When Home Stops Looking Like Home: The Story of Havelock

People say you can’t go home again, but I never understood why.

I have spent the last few years building a life in a city for my higher education, travelling to different countries and dreaming as big and as far as my heart would allow, always knowing my hometown would be there to welcome me back at a moment’s notice.

Turns out, home isn’t always where you left it.

In our small community, things have certainly changed. We have always moved slowly in Havelock – so slowly, in fact, not even a traffic light was necessary – and most of those who live here have been doing so their entire life. Generations of families have seen these same fields and walked these same paths – there is no place around that has deeper roots.

And yet, only few truly understand the essence of what has made Havelock such a wonderful place to live.

My childhood was the absolute best – the community was alive and thriving, with a wholesomeness most people only get to observe in movies. It was like growing up in one big family, having people constantly coming together in times of joy, sorrow or to lend a helping hand.

I remember growing up and spending summers at the Boys and Girls Club; meeting up with local kids to ride our bikes to Charlie’s; grabbing a donut at the Irving or Leaman’s before school; going to the Wishing Well to rent movies; waving to the men at the Feed Mill or Garage as I passed them by; and always remembering to be on my best behaviour because, no matter what, my grandmother would somehow find out if I did anything unbecoming within a minute of my doing so.

The people here all looked forward to SAT days at school and the Hunter’s breakfast in the fall. We picked out our Christmas trees at Lee’s, waited for Santa at the monument and dared one another not to jump at the Wishing Well haunted house. We were over the moon to be in the Canada Day parade and incredibly anxious, come sorting day, when we would become either a Golden Eagle, Cool Cat, Bee Gee or Bomber.

These days, it’s hard not to think about how much of this is lost: the two buildings making up Havelock school no longer stand, the Feed Mill no longer runs, Leaman’s has transformed into the Ridge while the Irving is gone completely, and there isn’t a trace of the Wishing Well left on its lot. Charlie’s has most recently closed its doors, the Boys and Girls Club struggles greatly to survive and parades and traditions are now less commonplace.

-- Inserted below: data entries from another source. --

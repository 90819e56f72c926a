//! The route handlers for logging in and fetching the logged in user's profile.

use std::str::FromStr;

use axum::{
    Extension, Json,
    extract::{State, rejection::JsonRejection},
};
use email_address::EmailAddress;
use serde::{Deserialize, Serialize};

use crate::{
    Error,
    auth::{AuthState, User, encode_token, get_user_by_email},
    db::lock,
    validation::RequiredFields,
};

/// The raw data entered by the user in the log-in form.
///
/// The password is stored as a plain string. There is no need for validation here since
/// it will be compared against the password in the database, which has been verified.
#[derive(Debug, Default, Clone, Serialize, Deserialize)]
#[serde(default)]
pub struct LogInData {
    /// Email entered during log-in.
    pub email: Option<String>,
    /// Password entered during log-in.
    pub password: Option<String>,
}

/// The response to a successful log-in: the bearer token alongside the user's details.
#[derive(Debug, Serialize)]
pub struct LogInResponse {
    /// The bearer token to send in the `Authorization` header of later requests.
    pub token: String,
    /// The user that logged in.
    #[serde(flatten)]
    pub user: User,
}

/// Handler for log-in requests via the POST method.
///
/// On success, responds with a signed bearer token and the user's details.
///
/// # Errors
///
/// This function will return an error in a few situations.
/// - The email or password is missing (400).
/// - The email does not belong to a registered user (401).
/// - The password is not correct (401).
/// - An internal error occurred when verifying the password or signing the token (500).
pub async fn post_log_in(
    State(state): State<AuthState>,
    body: Result<Json<LogInData>, JsonRejection>,
) -> Result<Json<LogInResponse>, Error> {
    let Json(data) = body?;

    let mut fields = RequiredFields::new();
    let email = fields.text("email", data.email);
    let password = fields.secret("password", data.password);
    fields.check()?;

    // An email that cannot be parsed cannot belong to a registered user.
    let email = EmailAddress::from_str(&email).map_err(|_| Error::InvalidCredentials)?;

    let user = {
        let connection = lock(&state.db_connection)?;

        match get_user_by_email(&email, &connection) {
            Ok(user) => user,
            Err(Error::NotFound) => return Err(Error::InvalidCredentials),
            Err(error) => {
                tracing::error!("Unhandled error while verifying credentials: {error}");
                return Err(error);
            }
        }
    };

    let is_password_valid = user.password_hash.verify(&password)?;

    if !is_password_valid {
        tracing::debug!("Rejected log-in attempt for user {}", user.id);
        return Err(Error::InvalidCredentials);
    }

    let token = encode_token(user.id, state.token_duration, &state.token_keys)?;

    Ok(Json(LogInResponse { token, user }))
}

/// Handler for fetching the profile of the user that made the request.
///
/// The user is resolved from the bearer token by the auth guard.
pub async fn get_profile(Extension(user): Extension<User>) -> Json<User> {
    Json(user)
}
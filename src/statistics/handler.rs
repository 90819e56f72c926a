use axum::{Extension, Json, extract::State};

use crate::{
    Error,
    auth::User,
    db::lock,
    statistics::{StatisticsSnapshot, compute_statistics},
    transaction::{TransactionQuery, TransactionState, query_transactions},
};

/// Route handler for the dashboard statistics of the requesting user.
pub async fn get_statistics_endpoint(
    State(state): State<TransactionState>,
    Extension(user): Extension<User>,
) -> Result<Json<StatisticsSnapshot>, Error> {
    let transactions = {
        let connection = lock(&state.db_connection)?;
        query_transactions(user.id, &TransactionQuery::default(), &connection)?
    };

    Ok(Json(compute_statistics(&transactions)))
}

Havelock, as I’ve always known it, is nearly unrecognizable.

But that’s only part of it.

Before my time, Havelock had even more establishments flourishing in its midst. It had a railroad and bus service, cheese factory and pop factory, meat shops and dress shops. It had a bank, hotels, co-ops, the cement plant – it even had a flippin’ movie theatre.

With all that has since dwindled, it’s a sad thought indeed to wonder what more will be taken from our beautiful community as we sit in limbo between all that was and what we fear may never be again.

Yet we do not sit here alone.

For many small communities, it’s becoming harder and harder to survive. Ma and Pop shops are becoming extinct and fewer people choose to stay put as they become busier and more isolated than ever. For most towns, this trend is not a new phenomenon, but something that has been long coming since the day of their first big closure.

But with this foresight comes the chance to preserve our community.

The people of Havelock are resilient and the families of the Keiths, Prices, Steeves, Alwards and Coreys have such a deep love and appreciation for the memories made here that they will always stay loyal to them.  

Our sense of community has yet to be extinguished.

We think fondly of our picnics, carnivals and horse shows, rips on the four-wheeler, Sundays at church, ball games at the fields and concerts at the Hall. We know what it’s like to be a small town kid, swimming in the river, jumping in mud holes and loving the smell of cow manure in the spring (even if we know we shouldn’t). We know Casper the Ghost and a trick horse named Scout, if you can’t find it at Charlie’s, you simply don’t need it, and no matter where we find ourselves, it will always take a community to raise a child.   

Our collective memories live on in Havelock.  

Our town staples may disappear, but our love for them will not. We have the chance to start anew, to bring new life into what was and to commemorate all of the things that came before us as one community.

And while Havelock may not stand as we once knew it, one truth remains: these memories will always be there to welcome us home.

15 thoughts on “When Home Stops Looking Like Home: The Story of Havelock

  1. Yes, I remember Havelock when it was a thriving community. Went to the old Havelock High in Grades 9 and 10. Even though I grew up only 6 short miles (well it seemed like more back then) away and in Havelock for 2 years or so, I loved it then and still today many good memories remain. When I owned the property on Creek Road and we were clearing and building it, we always drove through Havelock on our way back home to Saint John. That was a must. The Ridge didn’t exist then or we would have eaten there instead of the picnic/bbq at the picnic spot on the old Petitcodiac road. Memories, memories.

    Liked by 1 person

  2. And there was also a funeral parlor there too .. it was across from the Anglican church. And a pool hall across from the grey hall. I very much enjoyed reading this article. Brought back some very gond memories.